= EXERCISE PROMPT =
Write out the data exactly from its first line onward, ending with the line in which "pub fn to_canvas(self, client_x: f32, client_y: f32)" appears.

= INPUT RECORDS =
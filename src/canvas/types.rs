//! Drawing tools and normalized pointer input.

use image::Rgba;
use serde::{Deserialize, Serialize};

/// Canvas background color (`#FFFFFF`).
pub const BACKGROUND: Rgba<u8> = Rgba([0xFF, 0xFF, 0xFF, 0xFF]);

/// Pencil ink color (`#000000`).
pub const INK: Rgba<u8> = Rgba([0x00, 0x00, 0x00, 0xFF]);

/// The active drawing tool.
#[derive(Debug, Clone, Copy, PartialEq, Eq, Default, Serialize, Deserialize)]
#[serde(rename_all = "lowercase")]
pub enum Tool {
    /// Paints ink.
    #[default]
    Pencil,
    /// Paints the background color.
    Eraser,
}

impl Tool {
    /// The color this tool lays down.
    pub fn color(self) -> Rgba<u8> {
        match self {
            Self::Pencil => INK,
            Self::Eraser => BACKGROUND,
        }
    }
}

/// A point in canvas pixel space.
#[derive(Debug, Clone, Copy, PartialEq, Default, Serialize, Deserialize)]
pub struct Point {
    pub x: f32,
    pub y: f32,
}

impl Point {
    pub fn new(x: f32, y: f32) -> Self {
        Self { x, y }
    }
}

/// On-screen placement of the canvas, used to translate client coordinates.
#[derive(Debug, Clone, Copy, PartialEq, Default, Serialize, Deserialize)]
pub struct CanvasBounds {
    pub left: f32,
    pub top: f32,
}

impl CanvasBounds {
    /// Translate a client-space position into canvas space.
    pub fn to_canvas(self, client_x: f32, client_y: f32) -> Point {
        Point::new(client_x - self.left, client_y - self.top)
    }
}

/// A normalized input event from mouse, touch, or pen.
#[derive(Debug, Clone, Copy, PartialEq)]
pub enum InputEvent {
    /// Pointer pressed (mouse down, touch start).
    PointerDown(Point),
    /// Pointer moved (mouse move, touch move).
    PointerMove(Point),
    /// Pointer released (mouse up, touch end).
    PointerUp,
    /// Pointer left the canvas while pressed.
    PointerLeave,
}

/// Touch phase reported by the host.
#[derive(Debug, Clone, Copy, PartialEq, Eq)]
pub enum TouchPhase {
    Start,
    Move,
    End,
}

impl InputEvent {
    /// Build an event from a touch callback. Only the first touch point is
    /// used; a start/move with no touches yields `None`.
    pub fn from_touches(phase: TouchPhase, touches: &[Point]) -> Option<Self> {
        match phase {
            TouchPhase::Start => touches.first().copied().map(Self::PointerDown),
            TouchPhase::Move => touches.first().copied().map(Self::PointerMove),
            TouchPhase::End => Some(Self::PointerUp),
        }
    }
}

= TASK RESULT =
filename src/canvas/types.rs
//! Drawing tools and normalized pointer input.

use image::Rgba;
use serde::{Deserialize, Serialize};

/// Canvas background color (`#FFFFFF`).
pub const BACKGROUND: Rgba<u8> = Rgba([0xFF, 0xFF, 0xFF, 0xFF]);

/// Pencil ink color (`#000000`).
pub const INK: Rgba<u8> = Rgba([0x00, 0x00, 0x00, 0xFF]);

/// The active drawing tool.
#[derive(Debug, Clone, Copy, PartialEq, Eq, Default, Serialize, Deserialize)]
#[serde(rename_all = "lowercase")]
pub enum Tool {
    /// Paints ink.
    #[default]
    Pencil,
    /// Paints the background color.
    Eraser,
}

impl Tool {
    /// The color this tool lays down.
    pub fn color(self) -> Rgba<u8> {
        match self {
            Self::Pencil => INK,
            Self::Eraser => BACKGROUND,
        }
    }
}

/// A point in canvas pixel space.
#[derive(Debug, Clone, Copy, PartialEq, Default, Serialize, Deserialize)]
pub struct Point {
    pub x: f32,
    pub y: f32,
}

impl Point {
    pub fn new(x: f32, y: f32) -> Self {
        Self { x, y }
    }
}

/// On-screen placement of the canvas, used to translate client coordinates.
#[derive(Debug, Clone, Copy, PartialEq, Default, Serialize, Deserialize)]
pub struct CanvasBounds {
    pub left: f32,
    pub top: f32,
}

impl CanvasBounds {
    /// Translate a client-space position into canvas space.
    pub fn to_canvas(self, client_x: f32, client_y: f32) -> Point {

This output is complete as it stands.